Saurav Vishnu is an Indian director and producer, known for his works on films like Tailing Pond and Guilty Not Guilty. Tailing pond qualified for consideration for the 93rd Academy Awards in the Documentary – Short category.

Early life 

Saurav Vishnu was born in Jharkhand, India, and moved from Jamshedpur, India to New York City in 2003.  A graduate of engineering, Saurav Vishnu pursued an MBA in finance and risk management at St. John's University.

Career
Jadugora was Saurav's first filmmaking project, as his father, Ashok Kumar Tiwary, was posted as the officer-in-charge of Jadugora police station twice. The film took 5 years to complete. A non for profit (501(c)(3) organization was formed in 2017 to raise funds for the Jadugora communities.

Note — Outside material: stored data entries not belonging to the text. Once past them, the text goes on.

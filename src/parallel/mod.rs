use glam::DVec2;

/// SPMD communicator seam. Every rank owns a disjoint set of cells plus halo
/// ("buffer") layers owned by other ranks; the methods here are the only
/// suspension points of a time step and must be executed by all ranks in the
/// same order.
///
/// Only the single-rank implementation ships. A distributed implementation
/// replaces this trait object without touching any call site.
pub trait Communicator {
    fn rank(&self) -> usize;

    fn n_ranks(&self) -> usize;

    fn main_rank(&self) -> usize {
        0
    }

    fn is_main(&self) -> bool {
        self.rank() == self.main_rank()
    }

    /// Global maximum reduction.
    fn max(&self, x: f64) -> f64;

    /// Global minimum reduction.
    fn min(&self, x: f64) -> f64;

    /// Halo exchange for a per-cell scalar array.
    fn sync_scalar(&self, values: &mut [f64]);

    /// Halo exchange for a per-cell vector array.
    fn sync_vector(&self, values: &mut [DVec2]);

    /// Concatenate per-rank samples on `root`; other ranks receive empty.
    fn gatherv_points(&self, root: usize, local: Vec<DVec2>) -> Vec<DVec2>;

    fn gatherv_scalars(&self, root: usize, local: Vec<f64>) -> Vec<f64>;

    /// Broadcast a vector value from `root`.
    fn broadcast(&self, root: usize, v: DVec2) -> DVec2;
}

/// Single-rank communicator: reductions are the identity, halo exchanges are
/// no-ops because there is no halo to fill.
pub struct SerialComm;

impl Communicator for SerialComm {
    fn rank(&self) -> usize {
        0
    }

    fn n_ranks(&self) -> usize {
        1
    }

    fn max(&self, x: f64) -> f64 {
        x
    }

    fn min(&self, x: f64) -> f64 {
        x
    }

    fn sync_scalar(&self, _values: &mut [f64]) {}

    fn sync_vector(&self, _values: &mut [DVec2]) {}

    fn gatherv_points(&self, _root: usize, local: Vec<DVec2>) -> Vec<DVec2> {
        local
    }

    fn gatherv_scalars(&self, _root: usize, local: Vec<f64>) -> Vec<f64> {
        local
    }

    fn broadcast(&self, _root: usize, v: DVec2) -> DVec2 {
        v
    }
}
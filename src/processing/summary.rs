use std::fs::File;
use std::io::{self, Write};
use std::path::Path;

use crate::discretization::mesh::Mesh;
use crate::ib::ImmersedBoundarySet;
use crate::solver::fractional_step::StepReport;

/// End-of-run record: mesh and body counts plus the final step's residuals
/// and stability numbers, written next to the CSV output.
pub struct RunSummary {
    pub num_cells: usize,
    pub num_faces: usize,
    pub num_nodes: usize,
    pub num_bodies: usize,
    pub num_ib_cells: usize,
    pub num_solid_cells: usize,
    pub steps: usize,
    pub final_time: f64,
    pub final_dt: f64,
    pub final_u_residual: f64,
    pub final_p_residual: f64,
    pub final_max_divergence: f64,
    pub final_max_cfl: f64,
}

impl RunSummary {
    pub fn collect(mesh: &Mesh, ib: &ImmersedBoundarySet, steps: usize, last: &StepReport) -> Self {
        Self {
            num_cells: mesh.cells.len(),
            num_faces: mesh.faces.len(),
            num_nodes: mesh.nodes.len(),
            num_bodies: ib.objects.len(),
            num_ib_cells: ib.ib_cells().len(),
            num_solid_cells: ib.solid_cells().len(),
            steps,
            final_time: last.time,
            final_dt: last.dt,
            final_u_residual: last.u_residual,
            final_p_residual: last.p_residual,
            final_max_divergence: last.max_divergence,
            final_max_cfl: last.max_cfl,
        }
    }

    pub fn write_to_file(&self, path: impl AsRef<Path>) -> io::Result<()> {
        let mut file = File::create(path)?;
        write!(file, "{}", self.render())
    }

    pub fn print_to_console(&self) {
        print!("{}", self.render());
    }

    fn render(&self) -> String {
        let mut s = String::new();
        s.push_str(&format!("{}\n", "=".repeat(50)));
        s.push_str(&format!("{:^50}\n", "RUN SUMMARY"));
        s.push_str(&format!("{}\n", "=".repeat(50)));
        s.push_str(&format!(
            "Mesh: {} cells, {} faces, {} nodes\n",
            self.num_cells, self.num_faces, self.num_nodes
        ));
        s.push_str(&format!(
            "Bodies: {} ({} interface cells, {} solid cells)\n",
            self.num_bodies, self.num_ib_cells, self.num_solid_cells
        ));
        s.push_str(&format!(
            "Steps: {} to t = {:.4e} (last dt = {:.3e})\n",
            self.steps, self.final_time, self.final_dt
        ));
        s.push_str(&format!(
            "Final residuals: u = {:.3e}, p = {:.3e}\n",
            self.final_u_residual, self.final_p_residual
        ));
        s.push_str(&format!(
            "Max divergence = {:.4e}, max CFL = {:.4}\n",
            self.final_max_divergence, self.final_max_cfl
        ));
        s.push_str(&format!("{}\n", "=".repeat(50)));
        s
    }
}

The documentary exposes the plight of the tribal families in the small town of Jadugora because of the tailing ponds containing mildly radioactive, unguarded waste. As per the reports "47% of women in Jadugora have reported miscarriages, disruptions in menstrual cycles, and other fertility issues. Further, 51% of the children are afflicted with limb deformities and skeletal distortions, right at birth".

This is contrary to claims made by UCIL regarding their investments in healthcare, ecology, and environmental protection, in their annual report for the session 2019-20 that also recorded income of Rs 2,420 crores/$310 million. The documentary shows the abysmal healthcare facilities, and how the only medical centre remains closed for most part of the year.

Per Vishnu, subsequent documentary films would delve deeper into the issue of tailing ponds. (UCIL has acquired new pieces of land to construct new tailing ponds).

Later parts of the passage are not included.